Global Risk Report 2016–Technological Risks


In my previous posts on the World Economic Forum’s Global Risk Report 2016, I have concentrated on

  • the methodology of the report (corresponding to the Plan Risk Management process of Project Management),
  • the identification of risks (corresponding to the Identify Risks process of Project Management)
  • the qualitative analysis of risks (corresponding to the Perform Qualitative Risk Analysis process of Project Management)
  • the identification of regional risk trends
  • the risks that have changed the most since the last Global Risk Report
  • The Paris Agreement as a risk response to the failure of climate-change mitigation and adaptation
  • The risk responses to  Large-Scale Involuntary Immigration
  • Economic risks
  • Creating a culture of risk resilience

In looking over the first part of the Global Risk Report 2016, I wanted to make sure there were any areas that I hadn’t covered, and I did uncover one such area.   You see, I had covered geopolitical and social risks related to Large-Scale Involuntary Immigration and the risk responses to them which involved supporting immigration programs that help refugees assimilate into their new host countries.   I had covered environmental risks with the focus on the Paris Agreement as a way to mitigate against climate change.   Also, I had discussed the economic risks inherent in the slowdown of the global economy, and China’s economy in particular.

However, I had not yet addressed technological risks, which I will do in this post.

What are the major technological risks that the world faces at the present moment?

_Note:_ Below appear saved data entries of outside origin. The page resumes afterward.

//! Protocol Definition Module
//!
//! This module defines the catalog-and-fetch protocol spoken between the
//! server and its clients:
//! - The frame schema (catalog, file request, transfer unit, acknowledge)
//! - Binary framing with a magic header and length prefix
//! - Filename sanitization shared by both endpoints
//!
//! ## Protocol Overview
//!
//! The protocol is a persistent request-response stream. The server speaks
//! first, exactly once, with the catalog of servable files. Everything after
//! that is driven by the client:
//!
//! ```text
//! Client                                 Server
//!   |                                      |
//!   |-- [transport handshake] ------------>|
//!   |<----------- Catalog{entries} --------|
//!   |                                      |
//!   |-- Request{name} -------------------->|
//!   |<-- Unit{name, size, payload, status}-|
//!   |-- Ack{ok: false} ------------------->|   (rebuild + resend)
//!   |<-- Unit{name, size, payload, status}-|
//!   |-- Ack{ok: true} -------------------->|   (cycle complete)
//!   |                                      |
//!   |-- Request{next name} --------------->|
//! ```
//!
//! A cycle for one filename ends only on `Ack { ok: true }`; a `false` ack
//! obligates the server to build and send exactly one more unit for the same
//! name. There is no bound on the number of resends unless one is configured,
//! so a permanently unreadable file loops until a peer closes the transport.
//!
//! ## Framing
//!
//! 1. Every frame is length-prefixed, so a corrupt peer cannot desynchronize
//!    the stream without detection
//! 2. The magic header rejects non-protocol traffic immediately
//! 3. A frame size ceiling prevents memory exhaustion from a hostile length

use base64::engine::general_purpose::STANDARD as BASE64;
use serde::{Deserialize, Serialize};
use std::io;
use thiserror::Error;
use tokio::io::{AsyncRead, AsyncReadExt, AsyncWrite, AsyncWriteExt};

/// Maximum frame size (256 MB). Units carry a whole file in one frame, so
/// the ceiling is generous; it exists to bound allocation, not transfers.
pub const MAX_FRAME_SIZE: u64 = 256 * 1024 * 1024;

/// Magic bytes to identify our protocol
pub const PROTOCOL_MAGIC: &[u8; 4] = b"FSHL";

/// Protocol errors
#[derive(Error, Debug)]
pub enum ProtocolError {
    #[error("IO error: {0}")]
    Io(#[from] io::Error),

    #[error("frame too large: {0} bytes (max: {1})")]
    FrameTooLarge(u64, u64),

    #[error("invalid protocol magic")]
    InvalidMagic,

    #[error("serialization error: {0}")]
    Serialization(#[from] serde_json::Error),

    #[error("expected {expected} frame, got {got}")]
    UnexpectedFrame {
        expected: &'static str,
        got: &'static str,
    },

    #[error("refusing unsafe filename {name:?}: {reason}")]
    UnsafeFilename { name: String, reason: &'static str },
}

/// One servable file as recorded by the catalog scan.
///
/// `size` is the size observed at scan time. The unit built for a later
/// request re-reads the file, so the two may legitimately diverge if the
/// file changed in between.
#[derive(Debug, Clone, PartialEq, Eq, Serialize, Deserialize)]
pub struct FileEntry {
    pub name: String,
    pub size: u64,
}

/// The per-session snapshot of servable files, sent exactly once right
/// after connect. Entries are unordered on the wire; consumers impose
/// their own display order.
#[derive(Debug, Clone, Default, PartialEq, Eq, Serialize, Deserialize)]
pub struct Catalog {
    pub entries: Vec<FileEntry>,
}

impl Catalog {
    pub fn len(&self) -> usize {
        self.entries.len()
    }

    pub fn is_empty(&self) -> bool {
        self.entries.is_empty()
    }
}

/// Whether a transfer unit carries usable file data.
#[derive(Debug, Clone, Copy, PartialEq, Eq, Serialize, Deserialize)]
#[serde(rename_all = "lowercase")]
pub enum TransferStatus {
    Ok,
    Error,
}

/// The message carrying one file's (attempted) contents.
///
/// `payload.len() == size` holds exactly when `status` is
/// [`TransferStatus::Ok`]; an `Error` unit carries an empty payload and
/// must never be persisted.
#[derive(Debug, Clone, PartialEq, Eq, Serialize, Deserialize)]
pub struct TransferUnit {
    pub name: String,
    pub size: u64,
    #[serde(with = "b64")]
    pub payload: Vec<u8>,
    pub status: TransferStatus,
}

impl TransferUnit {
    /// A unit for a successful read; `size` reflects the bytes actually read.
    pub fn ok(name: &str, payload: Vec<u8>) -> Self {
        Self {
            name: name.to_string(),
            size: payload.len() as u64,
            payload,
            status: TransferStatus::Ok,
        }
    }

    /// A unit for a failed read. The payload is empty and unusable.
    pub fn error(name: &str) -> Self {
        Self {
            name: name.to_string(),
            size: 0,
            payload: Vec::new(),
            status: TransferStatus::Error,
        }
    }
}

/// Every message that can appear on the wire, in both directions.
#[derive(Debug, Clone, PartialEq, Eq, Serialize, Deserialize)]
pub enum Frame {
    /// Server to client, once per session: the servable file snapshot.
    Catalog(Catalog),

    /// Client to server: request one file by catalog name.
    Request { name: String },

    /// Server to client: the requested file, or an error marker.
    Unit(TransferUnit),

    /// Client to server: `true` closes the cycle, `false` demands a resend.
    Ack { ok: bool },
}

impl Frame {
    pub fn kind(&self) -> &'static str {
        match self {
            Frame::Catalog(_) => "catalog",
            Frame::Request { .. } => "request",
            Frame::Unit(_) => "unit",
            Frame::Ack { .. } => "ack",
        }
    }

    pub fn into_catalog(self) -> Result<Catalog, ProtocolError> {
        match self {
            Frame::Catalog(catalog) => Ok(catalog),
            other => Err(ProtocolError::UnexpectedFrame {
                expected: "catalog",
                got: other.kind(),
            }),
        }
    }

    pub fn into_request(self) -> Result<String, ProtocolError> {
        match self {
            Frame::Request { name } => Ok(name),
            other => Err(ProtocolError::UnexpectedFrame {
                expected: "request",
                got: other.kind(),
            }),
        }
    }

    pub fn into_unit(self) -> Result<TransferUnit, ProtocolError> {
        match self {
            Frame::Unit(unit) => Ok(unit),
            other => Err(ProtocolError::UnexpectedFrame {
                expected: "unit",
                got: other.kind(),
            }),
        }
    }

    pub fn into_ack(self) -> Result<bool, ProtocolError> {
        match self {
            Frame::Ack { ok } => Ok(ok),
            other => Err(ProtocolError::UnexpectedFrame {
                expected: "ack",
                got: other.kind(),
            }),
        }
    }
}

/// Frame envelope codec
///
/// Wire format:
/// ```text
/// +----------+-----------+--------------+
/// | Magic(4) | Length(4) | JSON payload |
/// +----------+-----------+--------------+
/// ```
pub struct Framer;

impl Framer {
    /// Write one frame with magic and length prefix
    pub async fn write_frame<W>(writer: &mut W, frame: &Frame) -> Result<(), ProtocolError>
    where
        W: AsyncWrite + Unpin,
    {
        let payload = serde_json::to_vec(frame)?;
        let len = payload.len() as u64;

        if len > MAX_FRAME_SIZE {
            return Err(ProtocolError::FrameTooLarge(len, MAX_FRAME_SIZE));
        }

        writer.write_all(PROTOCOL_MAGIC).await?;

        // Length as big-endian u32
        writer.write_u32(len as u32).await?;

        writer.write_all(&payload).await?;
        writer.flush().await?;

        Ok(())
    }

    /// Read one frame with magic and length prefix
    pub async fn read_frame<R>(reader: &mut R) -> Result<Frame, ProtocolError>
    where
        R: AsyncRead + Unpin,
    {
        let mut magic = [0u8; 4];
        reader.read_exact(&mut magic).await?;

        if &magic != PROTOCOL_MAGIC {
            return Err(ProtocolError::InvalidMagic);
        }

        let len = reader.read_u32().await? as u64;

        // Checked before the allocation, not after
        if len > MAX_FRAME_SIZE {
            return Err(ProtocolError::FrameTooLarge(len, MAX_FRAME_SIZE));
        }

        let mut payload = vec![0u8; len as usize];
        reader.read_exact(&mut payload).await?;

        let frame = serde_json::from_slice(&payload)?;

        Ok(frame)
    }
}

/// Payload bytes travel inside the JSON frame as base64 text.
mod b64 {
    use super::BASE64;
    use base64::Engine as _;
    use serde::{Deserialize, Deserializer, Serializer};

    pub fn serialize<S>(bytes: &[u8], serializer: S) -> Result<S::Ok, S::Error>
    where
        S: Serializer,
    {
        serializer.serialize_str(&BASE64.encode(bytes))
    }

    pub fn deserialize<'de, D>(deserializer: D) -> Result<Vec<u8>, D::Error>
    where
        D: Deserializer<'de>,
    {
        let text = String::deserialize(deserializer)?;
        BASE64.decode(text).map_err(serde::de::Error::custom)
    }
}

/// Validate a filename before it touches the filesystem on either end
///
/// # Security
/// Requested names are never checked against the catalog, and persisted
/// names come verbatim from the server, so both endpoints run every name
/// through this function: the server before reading under its root, the
/// client before writing under its destination directory. Relative
/// subpaths are allowed; escaping the base directory is not.
pub fn sanitize_name(name: &str) -> Result<String, ProtocolError> {
    if name.is_empty() {
        return Err(ProtocolError::UnsafeFilename {
            name: name.to_string(),
            reason: "empty filename",
        });
    }

    // Normalize path separators before inspecting components
    let normalized = name.replace('\\', "/");

    for component in normalized.split('/') {
        match component {
            // Leading, trailing, or doubled separators all produce an
            // empty component, which also covers absolute paths.
            "" => {
                return Err(ProtocolError::UnsafeFilename {
                    name: name.to_string(),
                    reason: "empty path component",
                })
            }
            "." | ".." => {
                return Err(ProtocolError::UnsafeFilename {
                    name: name.to_string(),
                    reason: "path traversal component",
                })
            }
            _ => {}
        }
    }

    Ok(normalized)
}

#[cfg(test)]
mod tests {
    use super::*;

    #[test]
    fn sanitize_accepts_ordinary_names() {
        assert_eq!(sanitize_name("test.txt").unwrap(), "test.txt");
        assert_eq!(sanitize_name("folder/file.txt").unwrap(), "folder/file.txt");
        // Dot-files are servable: the catalog scan does not exclude them
        assert_eq!(sanitize_name(".config").unwrap(), ".config");
        // ".." as a substring of a component is a legal filename
        assert_eq!(sanitize_name("notes..txt").unwrap(), "notes..txt");
    }

    #[test]
    fn sanitize_rejects_traversal() {
        assert!(sanitize_name("../etc/passwd").is_err());
        assert!(sanitize_name("foo/../bar").is_err());
        assert!(sanitize_name("..").is_err());
        assert!(sanitize_name("./a.txt").is_err());
    }

    #[test]
    fn sanitize_rejects_absolute_and_malformed_paths() {
        assert!(sanitize_name("/etc/passwd").is_err());
        assert!(sanitize_name("\\windows\\system32").is_err());
        assert!(sanitize_name("a//b").is_err());
        assert!(sanitize_name("trailing/").is_err());
    }

    #[test]
    fn sanitize_rejects_empty() {
        assert!(sanitize_name("").is_err());
    }

    #[tokio::test]
    async fn frame_round_trip_catalog() {
        let frame = Frame::Catalog(Catalog {
            entries: vec![
                FileEntry {
                    name: "a.txt".to_string(),
                    size: 5,
                },
                FileEntry {
                    name: "b.bin".to_string(),
                    size: 1024,
                },
            ],
        });

        let mut buf = Vec::new();
        Framer::write_frame(&mut buf, &frame).await.unwrap();
        let decoded = Framer::read_frame(&mut buf.as_slice()).await.unwrap();
        assert_eq!(decoded, frame);
    }

    #[tokio::test]
    async fn unit_payload_survives_binary_data() {
        let payload: Vec<u8> = (0..=255).collect();
        let frame = Frame::Unit(TransferUnit::ok("blob.bin", payload.clone()));

        let mut buf = Vec::new();
        Framer::write_frame(&mut buf, &frame).await.unwrap();
        let unit = Framer::read_frame(&mut buf.as_slice())
            .await
            .unwrap()
            .into_unit()
            .unwrap();

        assert_eq!(unit.payload, payload);
        assert_eq!(unit.size, 256);
        assert_eq!(unit.status, TransferStatus::Ok);
    }

    #[test]
    fn error_unit_carries_no_payload() {
        let unit = TransferUnit::error("gone.txt");
        assert_eq!(unit.status, TransferStatus::Error);
        assert!(unit.payload.is_empty());
        assert_eq!(unit.size, 0);
    }

    #[tokio::test]
    async fn rejects_bad_magic() {
        let mut buf = Vec::new();
        Framer::write_frame(&mut buf, &Frame::Ack { ok: true })
            .await
            .unwrap();
        buf[0] = b'X';

        let err = Framer::read_frame(&mut buf.as_slice()).await.unwrap_err();
        assert!(matches!(err, ProtocolError::InvalidMagic));
    }

    #[tokio::test]
    async fn rejects_oversized_frame_before_allocating() {
        let mut buf = Vec::new();
        buf.extend_from_slice(PROTOCOL_MAGIC);
        buf.extend_from_slice(&u32::MAX.to_be_bytes());

        let err = Framer::read_frame(&mut buf.as_slice()).await.unwrap_err();
        assert!(matches!(err, ProtocolError::FrameTooLarge(_, _)));
    }

    #[test]
    fn frame_kind_mismatch_is_reported() {
        let err = Frame::Ack { ok: true }.into_request().unwrap_err();
        match err {
            ProtocolError::UnexpectedFrame { expected, got } => {
                assert_eq!(expected, "request");
                assert_eq!(got, "ack");
            }
            other => panic!("unexpected error: {other}"),
        }
    }
}
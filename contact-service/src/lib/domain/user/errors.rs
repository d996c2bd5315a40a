use thiserror::Error;

use crate::domain::validation::ValidationErrors;

/// Error for Username validation failures
#[derive(Debug, Clone, Error, PartialEq, Eq)]
pub enum UsernameError {
    #[error("must not be blank")]
    Blank,

    #[error("must be at most {max} characters, got {actual}")]
    TooLong { max: usize, actual: usize },
}

/// Top-level error for all user-related operations
#[derive(Debug, Clone, Error)]
pub enum UserError {
    #[error("Invalid input: {0}")]
    InvalidInput(#[from] ValidationErrors),

    #[error("Password error: {0}")]
    Password(#[from] auth::PasswordError),

    // Domain-level errors
    #[error("User not found: {0}")]
    NotFound(String),

    #[error("Username already registered")]
    UsernameAlreadyExists(String),

    // Infrastructure errors
    #[error("Database error: {0}")]
    DatabaseError(String),

    #[error("Unknown error: {0}")]
    Unknown(String),
}

impl From<anyhow::Error> for UserError {
    fn from(err: anyhow::Error) -> Self {
        UserError::Unknown(err.to_string())
    }
}
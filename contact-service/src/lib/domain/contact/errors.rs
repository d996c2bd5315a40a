use thiserror::Error;

use crate::domain::validation::ValidationErrors;

/// Top-level error for contact operations
#[derive(Debug, Clone, Error)]
pub enum ContactError {
    #[error("Invalid input: {0}")]
    InvalidInput(#[from] ValidationErrors),

    /// Absent, or owned by someone else. The two are never told apart.
    #[error("Contact not found")]
    NotFound(String),

    #[error("Database error: {0}")]
    DatabaseError(String),

    #[error("Unknown error: {0}")]
    Unknown(String),
}

impl From<anyhow::Error> for ContactError {
    fn from(err: anyhow::Error) -> Self {
        ContactError::Unknown(err.to_string())
    }
}
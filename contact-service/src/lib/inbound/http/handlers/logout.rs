use axum::extract::State;
use axum::http::StatusCode;
use axum::Extension;

use super::ApiError;
use super::ApiSuccess;
use crate::domain::auth::ports::AuthServicePort;
use crate::inbound::http::middleware::CurrentUser;
use crate::inbound::http::router::AppState;

pub async fn logout(
    State(state): State<AppState>,
    Extension(CurrentUser(user)): Extension<CurrentUser>,
) -> Result<ApiSuccess<&'static str>, ApiError> {
    state
        .auth_service
        .logout(&user)
        .await
        .map_err(ApiError::from)
        .map(|_| ApiSuccess::new(StatusCode::OK, "ok"))
}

  1. Cyber-related risks—cyberattacks are among the most likely and most potentially impactful risks for the next two to three years, and they are highest risk of concern for the region of North America.   Companies need to make an appropriate level of investment to enhance risk management against such cyberattacks, particularly in the two areas of mobile internet and machine-to-machine connections.
  2. Exchange of data between countries and stakeholders—given the inherently international nature of data transfer between multinational companies, a corresponding international legal framework must be established to ensure privacy, transparency, encryption control, and intellectual property regimes.
  3. Changes to the work environment—by 2022, 40% of US workers will have a probability of their jobs being automated.   To replace manual labor jobs that are most likely the first to be so automated, skills in STEM (science, technology, engineering and mathematics) are expected to increase in importance in the medium term, and skills in problem-solving, creativity, and social intelligence are expected to increase in importance in the long term.    Why?  Because jobs involving these skills will be difficult to automate, and thus will not become obsolete.
  4. Widening wealth, income and social inequalities—4 out of the 7 billion people on this planet do not have access to the Internet, and will thus not benefit from technological innovation.    Because of the trend mentioned in paragraph 3, there will be diminishing returns to labor and this could exacerbate current trends towards wealth disparity.    This lowers aggregate demand and will depress the global economy for decades to come, and if continued, will contribute to the greater risks associated with social instability.

Any effort that can be made to bridge the technological gap will have to be accomplished, at least in part, through educational institutions, although public-private partnerships between business and government can also contribute to this effort.   Society will support technological innovation to the extent that the innovation is seen as a benefit to all the society’s members, and not just the elite few.